■ **WHAT THE TASK ASKS**:
Here are the records. Write out exactly the lines between the one holding "pub fn column(&self, label: &str)" and the one holding "pub fn is_numeric(&self, label: &str)", inclusive.

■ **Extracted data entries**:

================================

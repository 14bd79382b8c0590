//! tabrs: an in-memory, labeled, two-dimensional data engine.
//!
//! A [`Frame`] pairs a row index and a column index with a columnar
//! store whose columns start heterogeneous and can be converted to
//! packed typed storage. On top of that sit selection masks
//! ([`SparseBitSet`]), four join semantics, grouped aggregation,
//! pivot/melt reshaping, and stable sorting.

pub mod bitset;
pub mod column;
pub mod error;
pub mod frame;
pub mod index;
pub mod script;
pub mod stats;
pub mod value;

// Re-export commonly used types
pub use bitset::SparseBitSet;
pub use column::Column;
pub use error::{Error, Result};
pub use frame::{
    Aggregate, Frame, GroupBy, GroupKey, JoinType, MELT_VALUE_COLUMN, MELT_VARIABLE_COLUMN,
};
pub use index::Index;
pub use script::{dispatch, Op};
pub use stats::Moments;
pub use value::{ColumnType, Value};

// Export version info
pub const VERSION: &str = env!("CARGO_PKG_VERSION");
//! Relational combination of two frames by key equality.

use std::collections::HashMap;

use log::debug;
use serde::{Deserialize, Serialize};

use super::core::Frame;
use crate::error::{Error, Result};
use crate::index::Index;
use crate::value::Value;

/// Join semantics. LEFT keeps every left row (null-padding the right
/// side on a miss), RIGHT mirrors it with output order following the
/// right operand, INNER keeps matches only, OUTER keeps matches once
/// plus both sides' unmatched rows.
#[derive(Debug, Clone, Copy, PartialEq, Eq, Serialize, Deserialize)]
pub enum JoinType {
    Inner,
    Left,
    Right,
    Outer,
}

/// Separator between the components of a composite key.
const KEY_SEP: char = '\u{1f}';

impl Frame {
    /// Join on row labels.
    pub fn join(&self, other: &Frame, how: JoinType) -> Result<Frame> {
        let left_keys = self.rows.labels().iter().map(|l| Some(l.clone())).collect();
        let right_keys = other.rows.labels().iter().map(|l| Some(l.clone())).collect();
        self.join_impl(other, how, left_keys, right_keys)
    }

    /// Join on a per-row key function applied to both operands' rows.
    /// A null key never matches.
    pub fn join_by<F>(&self, other: &Frame, how: JoinType, key: F) -> Result<Frame>
    where
        F: Fn(&[Value]) -> Value,
    {
        let left_keys = self.row_keys(|row| key(row))?;
        let right_keys = other.row_keys(|row| key(row))?;
        self.join_impl(other, how, left_keys, right_keys)
    }

    /// Join on named key columns, present on both operands. The key
    /// columns are retained on both sides of the output; a row whose
    /// key holds any null never matches.
    pub fn join_on(&self, other: &Frame, how: JoinType, keys: &[&str]) -> Result<Frame> {
        if keys.is_empty() {
            return Err(Error::InvalidInput("no key columns given".to_string()));
        }
        let left_pos: Vec<usize> = keys
            .iter()
            .map(|k| self.cols.position(k))
            .collect::<Result<_>>()?;
        let right_pos: Vec<usize> = keys
            .iter()
            .map(|k| other.cols.position(k))
            .collect::<Result<_>>()?;
        let left_keys = composite_keys(self, &left_pos)?;
        let right_keys = composite_keys(other, &right_pos)?;
        self.join_impl(other, how, left_keys, right_keys)
    }

    /// Natural join: keys are the column names shared by both
    /// operands, in the receiver's column order.
    pub fn merge(&self, other: &Frame, how: JoinType) -> Result<Frame> {
        let shared: Vec<&str> = self
            .cols
            .labels()
            .iter()
            .filter(|l| other.cols.contains(l))
            .map(String::as_str)
            .collect();
        if shared.is_empty() {
            return Err(Error::InvalidInput(
                "merge requires at least one shared column name".to_string(),
            ));
        }
        self.join_on(other, how, &shared)
    }

    fn row_keys<F>(&self, key: F) -> Result<Vec<Option<String>>>
    where
        F: Fn(&[Value]) -> Value,
    {
        (0..self.length())
            .map(|r| {
                let k = key(&self.row(r)?);
                Ok(if k.is_null() { None } else { Some(k.key_string()) })
            })
            .collect()
    }

    fn join_impl(
        &self,
        other: &Frame,
        how: JoinType,
        left_keys: Vec<Option<String>>,
        right_keys: Vec<Option<String>>,
    ) -> Result<Frame> {
        // Pair list: (left row, right row), either side absent on a
        // non-match destined for null padding.
        let pairs = match how {
            JoinType::Left | JoinType::Inner | JoinType::Outer => {
                let mut by_key: HashMap<&str, Vec<usize>> = HashMap::new();
                for (r, key) in right_keys.iter().enumerate() {
                    if let Some(key) = key {
                        by_key.entry(key).or_default().push(r);
                    }
                }
                let mut pairs: Vec<(Option<usize>, Option<usize>)> = Vec::new();
                for (l, key) in left_keys.iter().enumerate() {
                    match key.as_deref().and_then(|k| by_key.get(k)) {
                        Some(matches) => {
                            for &r in matches {
                                pairs.push((Some(l), Some(r)));
                            }
                        }
                        None if how != JoinType::Inner => pairs.push((Some(l), None)),
                        None => {}
                    }
                }
                if how == JoinType::Outer {
                    let mut matched = vec![false; other.length()];
                    for (_, r) in &pairs {
                        if let Some(r) = r {
                            matched[*r] = true;
                        }
                    }
                    for (r, hit) in matched.iter().enumerate() {
                        if !hit {
                            pairs.push((None, Some(r)));
                        }
                    }
                }
                pairs
            }
            JoinType::Right => {
                // The mirror of LEFT: build on the left, iterate the
                // right, so output order follows the right operand
                // while columns stay (left, right).
                let mut by_key: HashMap<&str, Vec<usize>> = HashMap::new();
                for (l, key) in left_keys.iter().enumerate() {
                    if let Some(key) = key {
                        by_key.entry(key).or_default().push(l);
                    }
                }
                let mut pairs = Vec::new();
                for (r, key) in right_keys.iter().enumerate() {
                    match key.as_deref().and_then(|k| by_key.get(k)) {
                        Some(matches) => {
                            for &l in matches {
                                pairs.push((Some(l), Some(r)));
                            }
                        }
                        None => pairs.push((None, Some(r))),
                    }
                }
                pairs
            }
        };

        // Result row labels come from the owning side; collisions from
        // Cartesian expansion get synthesized labels.
        let mut rows = Index::new();
        for (l, r) in &pairs {
            let label = match (l, r) {
                (Some(l), _) => self.rows.label(*l)?,
                (None, Some(r)) => other.rows.label(*r)?,
                (None, None) => unreachable!("pair with neither side"),
            };
            if rows.contains(label) {
                rows.add_synthesized();
            } else {
                rows.add(label.to_string())?;
            }
        }

        let left_picks: Vec<Option<usize>> = pairs.iter().map(|(l, _)| *l).collect();
        let right_picks: Vec<Option<usize>> = pairs.iter().map(|(_, r)| *r).collect();

        let mut cols = Index::new();
        let mut columns = Vec::with_capacity(self.size() + other.size());
        for (c, label) in self.cols.labels().iter().enumerate() {
            cols.add(label.clone())?;
            columns.push(self.columns[c].gather(&left_picks)?);
        }
        for (c, label) in other.cols.labels().iter().enumerate() {
            let mut name = label.clone();
            while cols.contains(&name) {
                name.push_str("_right");
            }
            cols.add(name)?;
            columns.push(other.columns[c].gather(&right_picks)?);
        }
        debug!(
            "{:?} join: {} x {} -> {} rows",
            how,
            self.length(),
            other.length(),
            rows.len()
        );
        Ok(Frame { rows, cols, columns })
    }
}

/// Per-row composite key over the given column positions; `None` when
/// any component is null.
fn composite_keys(frame: &Frame, positions: &[usize]) -> Result<Vec<Option<String>>> {
    let mut keys = Vec::with_capacity(frame.length());
    for r in 0..frame.length() {
        let mut parts = Vec::with_capacity(positions.len());
        let mut null = false;
        for &c in positions {
            let v = frame.columns[c].get(r)?;
            if v.is_null() {
                null = true;
                break;
            }
            parts.push(v.key_string());
        }
        keys.push(if null {
            None
        } else {
            Some(parts.join(&KEY_SEP.to_string()))
        });
    }
    Ok(keys)
}
//! Column management: add, drop, retain, rename, access.

use log::debug;

use super::core::Frame;
use crate::column::Column;
use crate::error::{Error, Result};
use crate::value::{ColumnType, Value};

impl Frame {
    /// Add a column under `label`. Fails on a duplicate label or when
    /// the column's length disagrees with the frame's row count.
    pub fn add_column(&mut self, label: impl Into<String>, column: Column) -> Result<()> {
        let label = label.into();
        if self.cols.contains(&label) {
            return Err(Error::DuplicateLabel(label));
        }
        if column.len() != self.length() {
            return Err(Error::InconsistentRowCount {
                expected: self.length(),
                found: column.len(),
            });
        }
        self.cols.add(label)?;
        self.columns.push(column);
        Ok(())
    }

    /// Add an untyped column from cells.
    pub fn add_values(&mut self, label: impl Into<String>, values: Vec<Value>) -> Result<()> {
        self.add_column(label, Column::from_values(values))
    }

    /// Add an all-null column under a synthesized label, sized to the
    /// current row count.
    pub fn add_synthesized_column(&mut self) -> Result<String> {
        let label = self.cols.synthesize();
        self.add_column(label.clone(), Column::nulls(self.length()))?;
        Ok(label)
    }

    /// Remove and return the column under `label`.
    pub fn drop_column(&mut self, label: &str) -> Result<Column> {
        let pos = self.cols.remove(label)?;
        debug!("dropped column {:?} at position {}", label, pos);
        Ok(self.columns.remove(pos))
    }

    /// Remove and return the column at `pos`.
    pub fn drop_column_at(&mut self, pos: usize) -> Result<Column> {
        let label = self.cols.label(pos)?.to_string();
        self.drop_column(&label)
    }

    /// Keep only the named columns, in their current order. Fails on
    /// an unknown label before anything is dropped.
    pub fn retain_columns(&mut self, labels: &[&str]) -> Result<()> {
        for label in labels {
            self.cols.position(label)?;
        }
        let doomed: Vec<String> = self
            .cols
            .labels()
            .iter()
            .filter(|l| !labels.contains(&l.as_str()))
            .cloned()
            .collect();
        for label in doomed {
            self.drop_column(&label)?;
        }
        Ok(())
    }

    /// Rename a column, keeping its position.
    pub fn rename_column(&mut self, old: &str, new: impl Into<String>) -> Result<()> {
        self.cols.rename(old, new)
    }

    /// Column under `label`.
    pub fn column(&self, label: &str) -> Result<&Column> {
        let pos = self.cols.position(label)?;
        Ok(&self.columns[pos])
    }

    /// Column at `pos`.
    pub fn column_at(&self, pos: usize) -> Result<&Column> {
        self.cols.label(pos)?;
        Ok(&self.columns[pos])
    }

    /// Representation of the column under `label`.
    pub fn column_type(&self, label: &str) -> Result<ColumnType> {
        Ok(self.column(label)?.column_type())
    }

    /// Whether the column under `label` can feed numeric aggregation.
    pub fn is_numeric(&self, label: &str) -> Result<bool> {
        Ok(self.column(label)?.is_numeric())
    }

    pub(crate) fn column_mut(&mut self, label: &str) -> Result<&mut Column> {
        let pos = self.cols.position(label)?;
        Ok(&mut self.columns[pos])
    }
}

================================

■ **REPLY TO THE TASK**:
    pub fn column(&self, label: &str) -> Result<&Column> {
        let pos = self.cols.position(label)?;
        Ok(&self.columns[pos])
    }

    /// Column at `pos`.
    pub fn column_at(&self, pos: usize) -> Result<&Column> {
        self.cols.label(pos)?;
        Ok(&self.columns[pos])
    }

    /// Representation of the column under `label`.
    pub fn column_type(&self, label: &str) -> Result<ColumnType> {
        Ok(self.column(label)?.column_type())
    }

    /// Whether the column under `label` can feed numeric aggregation.
    pub fn is_numeric(&self, label: &str) -> Result<bool> {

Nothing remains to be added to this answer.